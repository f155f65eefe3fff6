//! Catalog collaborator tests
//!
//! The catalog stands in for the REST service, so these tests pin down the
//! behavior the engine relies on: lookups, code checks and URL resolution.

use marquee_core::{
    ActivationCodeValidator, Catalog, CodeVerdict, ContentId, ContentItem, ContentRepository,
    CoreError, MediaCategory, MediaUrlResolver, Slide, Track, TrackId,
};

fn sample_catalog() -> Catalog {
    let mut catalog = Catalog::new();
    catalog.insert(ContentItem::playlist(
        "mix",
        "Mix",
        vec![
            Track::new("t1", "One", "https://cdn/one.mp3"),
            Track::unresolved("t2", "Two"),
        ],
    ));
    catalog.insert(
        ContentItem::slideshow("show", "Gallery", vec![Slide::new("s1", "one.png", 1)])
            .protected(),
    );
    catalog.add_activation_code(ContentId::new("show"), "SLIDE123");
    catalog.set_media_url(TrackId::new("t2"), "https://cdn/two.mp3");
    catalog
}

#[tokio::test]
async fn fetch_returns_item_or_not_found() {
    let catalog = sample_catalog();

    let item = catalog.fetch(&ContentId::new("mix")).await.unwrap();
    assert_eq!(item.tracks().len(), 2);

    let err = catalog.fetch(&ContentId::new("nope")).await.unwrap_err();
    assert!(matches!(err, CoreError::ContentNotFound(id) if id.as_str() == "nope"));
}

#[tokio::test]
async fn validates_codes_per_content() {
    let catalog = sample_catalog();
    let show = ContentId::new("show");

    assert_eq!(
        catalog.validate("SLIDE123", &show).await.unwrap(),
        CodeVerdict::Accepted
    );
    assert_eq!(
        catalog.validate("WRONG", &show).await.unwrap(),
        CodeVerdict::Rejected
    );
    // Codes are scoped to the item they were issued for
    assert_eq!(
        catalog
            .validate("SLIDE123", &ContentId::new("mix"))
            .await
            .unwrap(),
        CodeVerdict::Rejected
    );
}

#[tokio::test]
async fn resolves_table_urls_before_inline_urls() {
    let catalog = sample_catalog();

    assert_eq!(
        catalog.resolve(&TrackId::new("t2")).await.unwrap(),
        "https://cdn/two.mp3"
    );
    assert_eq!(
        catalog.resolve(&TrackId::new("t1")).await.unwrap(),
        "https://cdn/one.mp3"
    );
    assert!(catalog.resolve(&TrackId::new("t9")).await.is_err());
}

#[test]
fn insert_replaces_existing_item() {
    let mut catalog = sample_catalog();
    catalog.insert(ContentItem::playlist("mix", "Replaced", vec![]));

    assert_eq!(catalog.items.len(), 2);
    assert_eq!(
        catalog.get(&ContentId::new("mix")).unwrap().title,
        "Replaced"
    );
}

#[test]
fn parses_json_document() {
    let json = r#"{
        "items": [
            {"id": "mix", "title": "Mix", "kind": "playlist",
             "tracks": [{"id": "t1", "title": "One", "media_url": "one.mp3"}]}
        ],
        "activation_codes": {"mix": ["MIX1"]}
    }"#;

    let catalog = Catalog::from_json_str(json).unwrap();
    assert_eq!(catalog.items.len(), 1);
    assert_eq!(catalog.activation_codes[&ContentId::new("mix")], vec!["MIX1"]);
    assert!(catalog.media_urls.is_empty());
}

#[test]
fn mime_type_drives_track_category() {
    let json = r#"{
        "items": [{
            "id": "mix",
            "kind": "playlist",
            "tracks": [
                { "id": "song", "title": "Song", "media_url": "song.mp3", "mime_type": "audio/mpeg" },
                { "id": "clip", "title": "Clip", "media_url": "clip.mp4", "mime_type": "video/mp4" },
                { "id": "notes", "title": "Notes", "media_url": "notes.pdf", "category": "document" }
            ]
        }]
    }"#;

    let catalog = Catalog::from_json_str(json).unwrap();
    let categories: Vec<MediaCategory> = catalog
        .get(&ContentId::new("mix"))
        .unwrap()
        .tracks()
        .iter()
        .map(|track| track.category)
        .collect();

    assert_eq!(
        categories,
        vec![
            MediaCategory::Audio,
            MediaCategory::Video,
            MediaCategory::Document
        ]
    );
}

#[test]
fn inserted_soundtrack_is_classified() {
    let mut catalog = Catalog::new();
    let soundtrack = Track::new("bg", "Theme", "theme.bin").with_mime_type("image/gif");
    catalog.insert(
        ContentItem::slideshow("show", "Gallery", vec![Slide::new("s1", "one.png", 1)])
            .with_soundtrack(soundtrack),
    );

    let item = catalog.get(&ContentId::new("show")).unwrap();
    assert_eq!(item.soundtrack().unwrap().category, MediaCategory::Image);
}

==*==

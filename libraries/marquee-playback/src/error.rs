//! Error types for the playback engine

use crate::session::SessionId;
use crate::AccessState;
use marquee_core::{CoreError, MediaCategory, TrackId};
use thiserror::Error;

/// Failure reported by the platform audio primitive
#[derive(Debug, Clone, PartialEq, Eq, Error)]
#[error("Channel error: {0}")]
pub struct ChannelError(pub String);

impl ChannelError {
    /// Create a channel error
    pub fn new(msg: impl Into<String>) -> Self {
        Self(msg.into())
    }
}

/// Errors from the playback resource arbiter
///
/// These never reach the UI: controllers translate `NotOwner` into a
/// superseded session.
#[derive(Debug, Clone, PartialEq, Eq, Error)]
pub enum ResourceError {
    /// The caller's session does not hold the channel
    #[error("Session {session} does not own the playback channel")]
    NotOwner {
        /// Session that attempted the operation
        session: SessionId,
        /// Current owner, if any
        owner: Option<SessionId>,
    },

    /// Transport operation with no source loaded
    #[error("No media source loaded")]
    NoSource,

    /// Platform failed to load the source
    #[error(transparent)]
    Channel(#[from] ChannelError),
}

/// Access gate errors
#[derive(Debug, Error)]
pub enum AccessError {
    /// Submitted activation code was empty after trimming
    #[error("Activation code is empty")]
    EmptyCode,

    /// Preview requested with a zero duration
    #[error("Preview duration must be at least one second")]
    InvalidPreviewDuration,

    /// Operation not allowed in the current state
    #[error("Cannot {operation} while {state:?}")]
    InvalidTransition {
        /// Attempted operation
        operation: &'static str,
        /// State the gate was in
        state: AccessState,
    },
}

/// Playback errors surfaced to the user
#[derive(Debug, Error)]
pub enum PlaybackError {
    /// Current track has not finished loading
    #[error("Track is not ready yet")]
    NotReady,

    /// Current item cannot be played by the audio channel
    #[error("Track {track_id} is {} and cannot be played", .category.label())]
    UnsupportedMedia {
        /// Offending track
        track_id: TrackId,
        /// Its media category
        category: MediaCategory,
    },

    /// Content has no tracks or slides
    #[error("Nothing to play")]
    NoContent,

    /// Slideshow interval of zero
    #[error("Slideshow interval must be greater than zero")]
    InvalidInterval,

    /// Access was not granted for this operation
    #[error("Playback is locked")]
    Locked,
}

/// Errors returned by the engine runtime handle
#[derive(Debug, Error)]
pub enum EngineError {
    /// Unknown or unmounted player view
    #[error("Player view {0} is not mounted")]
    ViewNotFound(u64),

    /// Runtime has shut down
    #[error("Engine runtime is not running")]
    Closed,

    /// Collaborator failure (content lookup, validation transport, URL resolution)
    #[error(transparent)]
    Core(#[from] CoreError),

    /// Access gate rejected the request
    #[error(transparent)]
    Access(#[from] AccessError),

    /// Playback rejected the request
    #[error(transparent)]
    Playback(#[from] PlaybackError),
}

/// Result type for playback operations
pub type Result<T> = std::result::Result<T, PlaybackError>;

==*==

• _WHAT YOU ARE ASKED TO DO_: Please reproduce the lines from the line with "runtime is not" to the line with "for playback operations", both ends included, exactly as they appear above.

• _RESPONSE AREA_:
    #[error("Engine runtime is not running")]
    Closed,

    /// Collaborator failure (content lookup, validation transport, URL resolution)
    #[error(transparent)]
    Core(#[from] CoreError),

    /// Access gate rejected the request
    #[error(transparent)]
    Access(#[from] AccessError),

    /// Playback rejected the request
    #[error(transparent)]
    Playback(#[from] PlaybackError),
}

/// Result type for playback operations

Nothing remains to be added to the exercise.